Я снова встретил Наймана в 1989 году в Париже на большой конференции в честь столетия Ахматовой и устыдился своего прежнего равнодушного и насмешливого отношения к нему. Он меня тронул. Он потянулся ко мне как к родному. Было видно, что он-то ко мне всегда относился значительно лучше, чем я к нему. Он подолгу рассказывал об общих знакомых, об их смешных и печальных превращениях, обо всем, что я пропустил за годы эмиграции, и я дивился, как забавно он рассказывает, то ли я не замечал прежде этого его таланта, то ли он открылся позднее. Толя меня тронул еще и тем, как он выглядел, как вел себя в этом своем первом заграничном вояже. Для поездки он ухитрился приодеться, видимо, так, как ему мечталось в 1959 или в 1964 году: синий блейзер с золотыми пуговками, белая накрахмаленная рубашка и бордовенький галстук-бабочка. Было видно, как он счастлив тем, что вот, такой нарядный, ходит по Парижу, говорит по-французски. Во время нашей прогулки он подал клошару монетку, перекрестился и сказал: "Пардоне муа". В ресторане объяснил официанту: "Ну сом этранже". Он тогда только что опубликовал свои воспоминания об Ахматовой, и поэтому на конференции, где было немало выдающихся филологов, к нему относились с почтением, попросили председательствовать на заключительном вечере. Он начал свою речь словами благодарности Ахматовой за то, что благодаря ей нам всем удалось побывать в Париже.
Мы вместе пришли в гости к Олегу Целкову. У Целкова в мастерской стоял маленький бильярд, на котором мы играли в ожидании обеда. Толя и Олег потешались над моей неумелостью. Сами они играли хорошо, изящно посылали немыслимо трудные шары в лузу. Мы ждали Мишу Мейлаха. С ним мне предстояло тоже впервые увидеться после тринадцати лет, из которых четыре он провел в страшном пермском лагере. Миша позвонил откуда-то с другого конца Парижа, и Олег объяснял по телефону, как добраться до его мастерской. "Выйдешь на станции "Репюблик", — говорил Олег. — Записывай: "рэ", как русское "я", только перевернутое. "Е", как русское "е". "Пэ", как русское "рэ"…" На другом конце провода автор диссертации о провансальских трубадурах, Миша, покорно записывал: ""Бэ", как русское "вэ"…"
После Парижа Найман разъездился. Многочисленные друзья стали приглашать его и в Европу, и в Америку. Приезжал он и к нам. Я устраивал ему какие-то выступления. Как и большинство моих русских гостей, он не понимал здешней аудитории и не умел приготовить интересную лекцию, полагался на остроумие.
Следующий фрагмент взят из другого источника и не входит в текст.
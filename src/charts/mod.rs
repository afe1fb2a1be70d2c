//! Charts module - Scales, scene building and static rendering

mod renderer;
mod scale;
mod scatter;
mod scene;

pub use renderer::{ExportFormat, StaticChartRenderer};
pub use scatter::render_scatterplot;
pub use scene::{AxisOrient, PlotLayout, Point, Scene};
//! GUI module - User interface components

mod app;
mod chart_viewer;
mod control_panel;

pub use app::{ScatterApp, MIN_WINDOW_SIZE};
pub use chart_viewer::ChartViewer;
pub use control_panel::{ControlPanel, ControlPanelAction};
Остроумие не всегда переводится на иностранный язык. Получалась непоследовательная, сбивчивая каша из банальностей и непонятных публике анекдотов. Но, несмотря на то что говорил он плохо, принимали его хорошо, с доброжелательным любопытством глазели на близкого друга великой Ахматовой. А я так же, как в Париже, заслушивался его живыми, артистично оформленными — с завязкой, кульминацией, эффектной концовкой — застольными историями.
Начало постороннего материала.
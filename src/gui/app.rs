//! Population Scatter Main Application
//! Main window with control panel and chart viewer.

use crate::charts::{ExportFormat, StaticChartRenderer};
use crate::config::ViewerConfig;
use crate::data::{DataLoader, LoadHandle, LoadMessage};
use crate::gui::{ChartViewer, ControlPanel, ControlPanelAction};
use crate::state::{ViewEvent, ViewState};
use egui::SidePanel;
use std::path::PathBuf;
use tracing::{debug, warn};

/// Widest the control panel may grow.
pub const SIDE_PANEL_MAX_WIDTH: f32 = 320.0;
/// Smallest window that still fits the side panel beside a default-sized chart.
pub const MIN_WINDOW_SIZE: [f32; 2] = [960.0, 560.0];

/// Main application window.
pub struct ScatterApp {
    state: ViewState,
    loader: DataLoader,
    control_panel: ControlPanel,
    chart_viewer: ChartViewer,

    // Async CSV loading; dropping the handle cancels the load.
    load: Option<LoadHandle>,
}

impl ScatterApp {
    pub fn new(_cc: &eframe::CreationContext<'_>, config: ViewerConfig) -> Self {
        let mut app = Self {
            state: ViewState::new(config.default_year.clone(), config.layout),
            loader: DataLoader::new(config.column_layout),
            control_panel: ControlPanel::new(),
            chart_viewer: ChartViewer::new(),
            load: None,
        };
        app.start_load(config.data_path);
        app
    }

    /// Begin loading `path`, superseding any load in flight.
    fn start_load(&mut self, path: PathBuf) {
        self.load = Some(self.loader.spawn(path));
        self.state.apply(ViewEvent::LoadStarted);
    }

    /// Handle CSV file selection
    fn handle_browse_csv(&mut self) {
        if let Some(path) = rfd::FileDialog::new()
            .add_filter("CSV Files", &["csv"])
            .pick_file()
        {
            self.start_load(path);
        }
    }

    fn handle_reload(&mut self) {
        if let Some(path) = self.loader.file_path().map(|p| p.to_path_buf()) {
            self.start_load(path);
        }
    }

    /// Check for CSV loading results
    fn check_load_results(&mut self) {
        let Some(handle) = self.load.take() else {
            return;
        };

        let mut should_keep_handle = true;
        for message in handle.poll() {
            let event = match message {
                LoadMessage::Retrying { attempt, error } => {
                    ViewEvent::LoadRetrying { attempt, error }
                }
                LoadMessage::Complete(parsed) => {
                    should_keep_handle = false;
                    ViewEvent::DataLoaded(parsed)
                }
                LoadMessage::Failed(error) => {
                    should_keep_handle = false;
                    ViewEvent::LoadFailed(error)
                }
            };
            debug!(generation = handle.generation(), "Load event: {:?}", event);
            self.state.apply(event);
        }

        if should_keep_handle {
            self.load = Some(handle);
        }
    }

    /// Ask for a destination and write the current scene there.
    fn handle_export(&mut self, format: ExportFormat) {
        let (label, ext) = match format {
            ExportFormat::Svg => ("SVG Image", "svg"),
            ExportFormat::Png => ("PNG Image", "png"),
        };

        let output_path = match rfd::FileDialog::new()
            .add_filter(label, &[ext])
            .set_file_name(format!("population_{}.{}", self.state.selected_year(), ext))
            .save_file()
        {
            Some(path) => path,
            None => return, // User cancelled
        };

        match StaticChartRenderer::export(self.state.scene(), &output_path) {
            Ok(_) => {
                self.control_panel
                    .set_export_result(format!("Exported {}", output_path.display()), false);
                if let Err(e) = open::that(&output_path) {
                    warn!("Could not open exported chart: {}", e);
                }
            }
            Err(e) => {
                warn!("Export failed: {}", e);
                self.control_panel.set_export_result(format!("Error: {}", e), true);
            }
        }
    }
}

impl eframe::App for ScatterApp {
    fn update(&mut self, ctx: &egui::Context, _frame: &mut eframe::Frame) {
        // Check for background results
        self.check_load_results();

        let now = ctx.input(|i| i.time);
        if self.state.status.is_busy() || self.state.tooltip.is_fading(now) {
            ctx.request_repaint();
        }

        // Left panel - Control Panel
        SidePanel::left("control_panel")
            .min_width(260.0)
            .max_width(SIDE_PANEL_MAX_WIDTH)
            .show(ctx, |ui| {
                egui::ScrollArea::vertical().show(ui, |ui| {
                    let action = self
                        .control_panel
                        .show(ui, &self.state, self.loader.file_path());

                    match action {
                        ControlPanelAction::BrowseCsv => self.handle_browse_csv(),
                        ControlPanelAction::Reload => self.handle_reload(),
                        ControlPanelAction::YearSelected(year) => {
                            self.state.apply(ViewEvent::YearSelected(year))
                        }
                        ControlPanelAction::ExportSvg => self.handle_export(ExportFormat::Svg),
                        ControlPanelAction::ExportPng => self.handle_export(ExportFormat::Png),
                        ControlPanelAction::None => {}
                    }
                });
            });

        // Central panel - Chart Viewer
        egui::CentralPanel::default().show(ctx, |ui| {
            let events = self.chart_viewer.show(ui, &self.state);
            if !events.is_empty() {
                ctx.request_repaint();
            }
            for event in events {
                self.state.apply(event);
            }
        });
    }
}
Это был пик перестройки, моды на горбачевскую Россию, в Норвичской летней школе от студентов отбоя не было, и мне не стоило особого труда пристроить туда Наймана. Договорились, что он будет вести ахматовский семинар. Филологического образования у него нет никакого, и ему только казалось, что он знает, как это делается. Для начала он прочитал две лекции, в обеих плел нечто несусветное. Одна была посвящена разбору коротенького ахматовского стихотворения 1911 года "Смуглый отрок бродил по аллеям…". Толя отметил, что в стихотворении семь раз встречается слог "ле", совпадающий с французским артиклем "les", стало быть, Ахматова таким образом намекает на то, что юный Пушкин испытывал влияние французов. Он как-то долго и путано ломился к этому безумному выводу. В другой лекции он бормотал что-то корявое насчет того, что настоящий символизм — это акмеизм (слышал от Жирмунского?), а настоящий акмеизм — это символизм. Надо сказать, что через некоторое время он, видимо, начал догадываться, что так дело не пойдет. Однажды — это было уже следующим норвичским летом — он предложил мне прогуляться и попросил во время прогулки объяснить постструктурализм. Он полагал, что это и впрямь можно узнать за полчаса. Я пересказал ему кое-как кое-что из Барта. По-моему, он остался недоволен.